→ WORK TO BE COMPLETED:
Line count for the string "encoding": give the number of lines in the data below that contain it, and nothing more.

→ RECORDS FOR THIS EXERCISE:

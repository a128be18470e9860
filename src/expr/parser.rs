//! Recursive-descent parser producing immutable expression trees.
//!
//! Grammar:
//!
//! ```text
//! expr    := literal | IDENT | IDENT '(' [expr (',' expr)*] ')'
//! literal := STRING | INT | FLOAT | BOOL | DATE
//! ```
//!
//! `let(name, value)` parses as an ordinary call; the evaluator gives it
//! binding-form semantics.

use super::error::ExprError;
use super::token::{Spanned, Token, tokenize};
use chrono::{DateTime, FixedOffset};

#[derive(Debug, Clone, PartialEq)]
pub enum Literal {
    Str(String),
    Int(i64),
    Float(f64),
    Bool(bool),
    Date(DateTime<FixedOffset>),
}

/// A parsed expression tree. Produced fresh for every `${...}` occurrence;
/// never cached across resolutions.
#[derive(Debug, Clone, PartialEq)]
pub enum Expr {
    Literal(Literal),
    Ident(String),
    Call { name: String, args: Vec<Expr> },
}

/// Parse a complete expression body, rejecting trailing tokens.
pub fn parse(source: &str) -> Result<Expr, ExprError> {
    let tokens = tokenize(source)?;
    let mut parser = Parser {
        source,
        tokens,
        pos: 0,
    };
    let expr = parser.parse_expr()?;
    if let Some(spanned) = parser.peek() {
        return Err(ExprError::syntax(
            source,
            spanned.offset,
            "unexpected trailing tokens",
        ));
    }
    Ok(expr)
}

struct Parser<'a> {
    source: &'a str,
    tokens: Vec<Spanned>,
    pos: usize,
}

impl Parser<'_> {
    fn peek(&self) -> Option<&Spanned> {
        self.tokens.get(self.pos)
    }

    fn next(&mut self) -> Option<Spanned> {
        let spanned = self.tokens.get(self.pos).cloned();
        self.pos += 1;
        spanned
    }

    fn error_here(&self, message: &str) -> ExprError {
        let offset = self
            .tokens
            .get(self.pos)
            .map_or(self.source.len(), |s| s.offset);
        ExprError::syntax(self.source, offset, message)
    }

    fn parse_expr(&mut self) -> Result<Expr, ExprError> {
        let Some(spanned) = self.next() else {
            return Err(self.error_here("expected an expression"));
        };
        match spanned.token {
            Token::Str(s) => Ok(Expr::Literal(Literal::Str(s))),
            Token::Int(n) => Ok(Expr::Literal(Literal::Int(n))),
            Token::Float(f) => Ok(Expr::Literal(Literal::Float(f))),
            Token::Bool(b) => Ok(Expr::Literal(Literal::Bool(b))),
            Token::Date(d) => Ok(Expr::Literal(Literal::Date(d))),
            Token::Ident(name) => {
                if matches!(self.peek(), Some(s) if s.token == Token::LParen) {
                    self.next();
                    let args = self.parse_args()?;
                    Ok(Expr::Call { name, args })
                } else {
                    Ok(Expr::Ident(name))
                }
            }
            Token::LParen | Token::RParen | Token::Comma => Err(ExprError::syntax(
                self.source,
                spanned.offset,
                "expected an expression",
            )),
        }
    }

    fn parse_args(&mut self) -> Result<Vec<Expr>, ExprError> {
        let mut args = Vec::new();
        if matches!(self.peek(), Some(s) if s.token == Token::RParen) {
            self.next();
            return Ok(args);
        }
        loop {
            args.push(self.parse_expr()?);
            match self.next() {
                Some(Spanned {
                    token: Token::Comma, ..
                }) => continue,
                Some(Spanned {
                    token: Token::RParen,
                    ..
                }) => return Ok(args),
                Some(spanned) => {
                    return Err(ExprError::syntax(
                        self.source,
                        spanned.offset,
                        "expected `,` or `)`",
                    ));
                }
                None => return Err(self.error_here("unclosed argument list")),
            }
        }
    }
}

#[cfg(test)]
mod tests {
    use super::*;

    #[test]
    fn parses_identifier() {
        assert_eq!(parse("title").unwrap(), Expr::Ident("title".into()));
    }

    #[test]
    fn parses_nested_calls() {
        let expr = parse("take(reverse(pages), 3)").unwrap();
        let Expr::Call { name, args } = expr else {
            panic!("expected call");
        };
        assert_eq!(name, "take");
        assert_eq!(args.len(), 2);
        assert!(matches!(&args[0], Expr::Call { name, .. } if name == "reverse"));
        assert_eq!(args[1], Expr::Literal(Literal::Int(3)));
    }

    #[test]
    fn parses_empty_argument_list() {
        assert_eq!(
            parse("now()").unwrap(),
            Expr::Call {
                name: "now".into(),
                args: vec![]
            }
        );
    }

    #[test]
    fn rejects_trailing_tokens() {
        assert!(matches!(
            parse("a b"),
            Err(ExprError::Syntax { offset: 2, .. })
        ));
    }

    #[test]
    fn rejects_unclosed_call() {
        assert!(parse("take(pages").is_err());
    }
}
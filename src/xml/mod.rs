//! Owned XML node tree.
//!
//! Template sources and the site config file are small documents that get
//! rewritten in place (expression resolution splices nodes into the tree),
//! so they are parsed into an owned tree instead of being streamed. The
//! transform formatter works on quick-xml events directly and does not use
//! this module.

use quick_xml::{
    Reader, Writer,
    events::{BytesEnd, BytesStart, BytesText, Event},
};
use std::io::Cursor;
use thiserror::Error;

/// XML reading/writing errors for owned trees.
#[derive(Debug, Error)]
pub enum XmlError {
    #[error("XML parse error at byte {0}")]
    Parse(u64, #[source] quick_xml::Error),

    #[error("document has no root element")]
    NoRoot,

    #[error("XML encoding error")]
    Encoding(#[from] quick_xml::encoding::EncodingError),

    #[error("XML write error")]
    Write(#[from] std::io::Error),
}

/// A node within an element: either a child element or a text run.
#[derive(Debug, Clone, PartialEq)]
pub enum Node {
    Element(Element),
    Text(String),
}

/// An owned XML element with attributes and child nodes.
#[derive(Debug, Clone, PartialEq, Default)]
pub struct Element {
    pub name: String,
    pub attrs: Vec<(String, String)>,
    pub children: Vec<Node>,
}

impl Element {
    pub fn new(name: impl Into<String>) -> Self {
        Element {
            name: name.into(),
            attrs: Vec::new(),
            children: Vec::new(),
        }
    }

    /// Parse the root element of an XML document.
    ///
    /// Comments, processing instructions and the XML declaration are
    /// dropped; entity references are decoded into their text values.
    pub fn parse(content: &[u8]) -> Result<Element, XmlError> {
        let mut reader = Reader::from_reader(content);
        reader.config_mut().trim_text(false);

        loop {
            match read_event(&mut reader)? {
                Event::Start(start) => {
                    let mut root = element_from_start(&reader, &start)?;
                    read_children(&mut reader, &mut root)?;
                    return Ok(root);
                }
                Event::Empty(start) => return element_from_start(&reader, &start),
                Event::Eof => return Err(XmlError::NoRoot),
                _ => {}
            }
        }
    }

    /// Serialize this element (and its subtree) to UTF-8 XML bytes.
    pub fn to_bytes(&self) -> Result<Vec<u8>, XmlError> {
        let mut writer = Writer::new(Cursor::new(Vec::new()));
        write_element(&mut writer, self)?;
        Ok(writer.into_inner().into_inner())
    }

    /// Look up an attribute value by name.
    pub fn attr(&self, name: &str) -> Option<&str> {
        self.attrs
            .iter()
            .find(|(k, _)| k == name)
            .map(|(_, v)| v.as_str())
    }

    /// Direct child elements, in document order.
    pub fn elements(&self) -> impl Iterator<Item = &Element> {
        self.children.iter().filter_map(|node| match node {
            Node::Element(elem) => Some(elem),
            Node::Text(_) => None,
        })
    }

    /// Concatenated direct text content (child elements excluded).
    pub fn text(&self) -> String {
        self.children
            .iter()
            .filter_map(|node| match node {
                Node::Text(text) => Some(text.as_str()),
                Node::Element(_) => None,
            })
            .collect()
    }

    /// Whether this element contains any child elements.
    pub fn has_elements(&self) -> bool {
        self.elements().next().is_some()
    }
}

fn read_event<'a>(reader: &mut Reader<&'a [u8]>) -> Result<Event<'a>, XmlError> {
    reader
        .read_event()
        .map_err(|e| XmlError::Parse(reader.error_position(), e))
}

fn element_from_start(
    reader: &Reader<&[u8]>,
    start: &BytesStart<'_>,
) -> Result<Element, XmlError> {
    let name = reader.decoder().decode(start.name().as_ref())?.into_owned();
    let mut attrs = Vec::new();
    for attr in start.attributes().flatten() {
        let key = reader.decoder().decode(attr.key.as_ref())?.into_owned();
        let value = attr
            .unescape_value()
            .map_or_else(|_| String::from_utf8_lossy(&attr.value).into_owned(), |v| {
                v.into_owned()
            });
        attrs.push((key, value));
    }
    Ok(Element {
        name,
        attrs,
        children: Vec::new(),
    })
}

fn read_children(reader: &mut Reader<&[u8]>, parent: &mut Element) -> Result<(), XmlError> {
    loop {
        match read_event(reader)? {
            Event::Start(start) => {
                let mut child = element_from_start(reader, &start)?;
                read_children(reader, &mut child)?;
                parent.children.push(Node::Element(child));
            }
            Event::Empty(start) => {
                let child = element_from_start(reader, &start)?;
                parent.children.push(Node::Element(child));
            }
            Event::Text(text) => {
                let text = reader.decoder().decode(&text)?.into_owned();
                push_text(parent, &text);
            }
            Event::CData(data) => {
                let text = String::from_utf8_lossy(&data).into_owned();
                push_text(parent, &text);
            }
            Event::GeneralRef(entity) => {
                let name = reader.decoder().decode(&entity)?.into_owned();
                push_text(parent, &decode_entity(&name));
            }
            Event::End(_) | Event::Eof => return Ok(()),
            Event::Comment(_) | Event::Decl(_) | Event::PI(_) | Event::DocType(_) => {}
        }
    }
}

/// Append text, merging with a trailing text node if present.
fn push_text(parent: &mut Element, text: &str) {
    if let Some(Node::Text(last)) = parent.children.last_mut() {
        last.push_str(text);
    } else {
        parent.children.push(Node::Text(text.to_string()));
    }
}

/// Decode the common named entities plus numeric character references.
fn decode_entity(name: &str) -> String {
    match name {
        "lt" => "<".to_string(),
        "gt" => ">".to_string(),
        "amp" => "&".to_string(),
        "quot" => "\"".to_string(),
        "apos" => "'".to_string(),
        _ => name
            .strip_prefix('#')
            .and_then(|num| {
                let code = num
                    .strip_prefix(['x', 'X'])
                    .map_or_else(|| num.parse().ok(), |hex| u32::from_str_radix(hex, 16).ok())?;
                char::from_u32(code).map(String::from)
            })
            .unwrap_or_else(|| format!("&{name};")),
    }
}

fn write_element(writer: &mut Writer<Cursor<Vec<u8>>>, elem: &Element) -> Result<(), XmlError> {
    let mut start = BytesStart::new(elem.name.as_str());
    for (key, value) in &elem.attrs {
        start.push_attribute((key.as_str(), value.as_str()));
    }

    if elem.children.is_empty() {
        writer.write_event(Event::Empty(start))?;
        return Ok(());
    }

    writer.write_event(Event::Start(start))?;
    for child in &elem.children {
        match child {
            Node::Element(elem) => write_element(writer, elem)?,
            Node::Text(text) => writer.write_event(Event::Text(BytesText::new(text)))?,
        }
    }
    writer.write_event(Event::End(BytesEnd::new(elem.name.as_str())))?;
    Ok(())
}

#[cfg(test)]
mod tests {
    use super::*;

    #[test]
    fn parse_nested_elements() {
        let root = Element::parse(b"<a x=\"1\"><b>hi</b><c/></a>").unwrap();
        assert_eq!(root.name, "a");
        assert_eq!(root.attr("x"), Some("1"));
        let names: Vec<_> = root.elements().map(|e| e.name.as_str()).collect();
        assert_eq!(names, ["b", "c"]);
        assert_eq!(root.elements().next().unwrap().text(), "hi");
    }

    #[test]
    fn parse_decodes_entities() {
        let root = Element::parse(b"<p>a &amp; b &lt;c&gt;</p>").unwrap();
        assert_eq!(root.text(), "a & b <c>");
    }

    #[test]
    fn parse_missing_root_fails() {
        assert!(matches!(
            Element::parse(b"  \n  "),
            Err(XmlError::NoRoot)
        ));
    }

    #[test]
    fn roundtrip_preserves_structure() {
        let source = b"<a x=\"1\"><b>hi</b><c/></a>";
        let root = Element::parse(source).unwrap();
        let bytes = root.to_bytes().unwrap();
        assert_eq!(Element::parse(&bytes).unwrap(), root);
    }

    #[test]
    fn serialized_text_is_escaped() {
        let mut root = Element::new("p");
        root.children.push(Node::Text("a < b".to_string()));
        let bytes = root.to_bytes().unwrap();
        assert_eq!(bytes, b"<p>a &lt; b</p>");
    }
}
//! Errors that abort the config load (as opposed to skip-and-warn
//! element problems, which are logged and recovered from).

use crate::expr::ExprError;
use crate::format::FormatError;
use crate::site::LookupError;
use crate::xml::XmlError;
use std::path::PathBuf;
use thiserror::Error;

#[derive(Debug, Error)]
pub enum ConfigError {
    #[error("no config file at `{0}`")]
    Missing(PathBuf),

    #[error("cannot read `{0}`: {1}")]
    Io(PathBuf, #[source] std::io::Error),

    #[error("invalid config root: {0}")]
    Root(String),

    #[error(transparent)]
    Xml(#[from] XmlError),

    #[error(transparent)]
    Format(#[from] FormatError),

    #[error(transparent)]
    Lookup(#[from] LookupError),

    #[error(transparent)]
    Expr(#[from] ExprError),
}
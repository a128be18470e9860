//! Hierarchical variable/function scope for expression evaluation.

use super::error::ExprError;
use super::value::Value;
use parking_lot::Mutex;
use rustc_hash::FxHashMap;
use std::sync::Arc;

/// Scoped runtime environment.
///
/// The core scope (builtins plus site bindings) is shared by reference
/// across every derived context and never mutated after construction.
/// The local scope is private to one context chain and guarded by a
/// mutex, since concurrent builtin callbacks may evaluate `let` against
/// the same context. `current` is the ambient "self" object.
#[derive(Clone)]
pub struct RuntimeContext {
    core: Arc<FxHashMap<String, Value>>,
    local: Arc<Mutex<FxHashMap<String, Value>>>,
    current: Option<Value>,
}

impl RuntimeContext {
    pub fn new(core: FxHashMap<String, Value>) -> Self {
        RuntimeContext {
            core: Arc::new(core),
            local: Arc::new(Mutex::new(FxHashMap::default())),
            current: None,
        }
    }

    /// Derive a context with a fresh local scope; core and self are shared.
    pub fn copy(&self) -> Self {
        RuntimeContext {
            core: self.core.clone(),
            local: Arc::new(Mutex::new(FxHashMap::default())),
            current: self.current.clone(),
        }
    }

    /// Derive a context with a new self object and a fresh local scope
    /// seeded with `extra` bindings.
    pub fn with_self(
        &self,
        current: Value,
        extra: impl IntoIterator<Item = (String, Value)>,
    ) -> Self {
        RuntimeContext {
            core: self.core.clone(),
            local: Arc::new(Mutex::new(extra.into_iter().collect())),
            current: Some(current),
        }
    }

    pub fn self_value(&self) -> Option<&Value> {
        self.current.as_ref()
    }

    /// Bind a name into the local scope (the `let` builtin).
    pub fn bind(&self, name: impl Into<String>, value: Value) {
        self.local.lock().insert(name.into(), value);
    }

    /// Resolve an identifier: core bindings, then the self object's keyed
    /// lookup, then local bindings.
    pub fn get(&self, name: &str) -> Result<Value, ExprError> {
        if name == "this" {
            return self
                .current
                .clone()
                .ok_or_else(|| ExprError::NotFound(name.to_string()));
        }
        if let Some(value) = self.core.get(name) {
            return Ok(value.clone());
        }
        if let Some(value) = self.lookup_self(name) {
            return Ok(value);
        }
        if let Some(value) = self.local.lock().get(name) {
            return Ok(value.clone());
        }
        Err(ExprError::NotFound(name.to_string()))
    }

    fn lookup_self(&self, name: &str) -> Option<Value> {
        match self.current.as_ref()? {
            Value::Entity(entity) => entity.get(name),
            Value::Map(map) => map.get(name).cloned(),
            _ => None,
        }
    }
}

impl Default for RuntimeContext {
    fn default() -> Self {
        RuntimeContext::new(FxHashMap::default())
    }
}

#[cfg(test)]
mod tests {
    use super::*;

    #[test]
    fn unbound_identifier_names_the_key() {
        let ctx = RuntimeContext::default();
        let err = ctx.get("missing").unwrap_err();
        assert!(err.to_string().contains("\"missing\""));
    }

    #[test]
    fn core_shadows_local() {
        let mut core = FxHashMap::default();
        core.insert("x".to_string(), Value::Int(1));
        let ctx = RuntimeContext::new(core);
        ctx.bind("x", Value::Int(2));
        assert_eq!(ctx.get("x").unwrap(), Value::Int(1));
    }

    #[test]
    fn copy_gets_fresh_local_scope() {
        let ctx = RuntimeContext::default();
        ctx.bind("x", Value::Int(1));
        let copy = ctx.copy();
        assert!(copy.get("x").is_err());
        assert!(ctx.get("x").is_ok());
    }

    #[test]
    fn with_self_seeds_extra_bindings() {
        let ctx = RuntimeContext::default();
        let derived = ctx.with_self(
            Value::Str("page".into()),
            [("body".to_string(), Value::Int(7))],
        );
        assert_eq!(derived.get("body").unwrap(), Value::Int(7));
        assert_eq!(derived.get("this").unwrap(), Value::Str("page".into()));
    }
}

→ WRITTEN SOLUTION:
2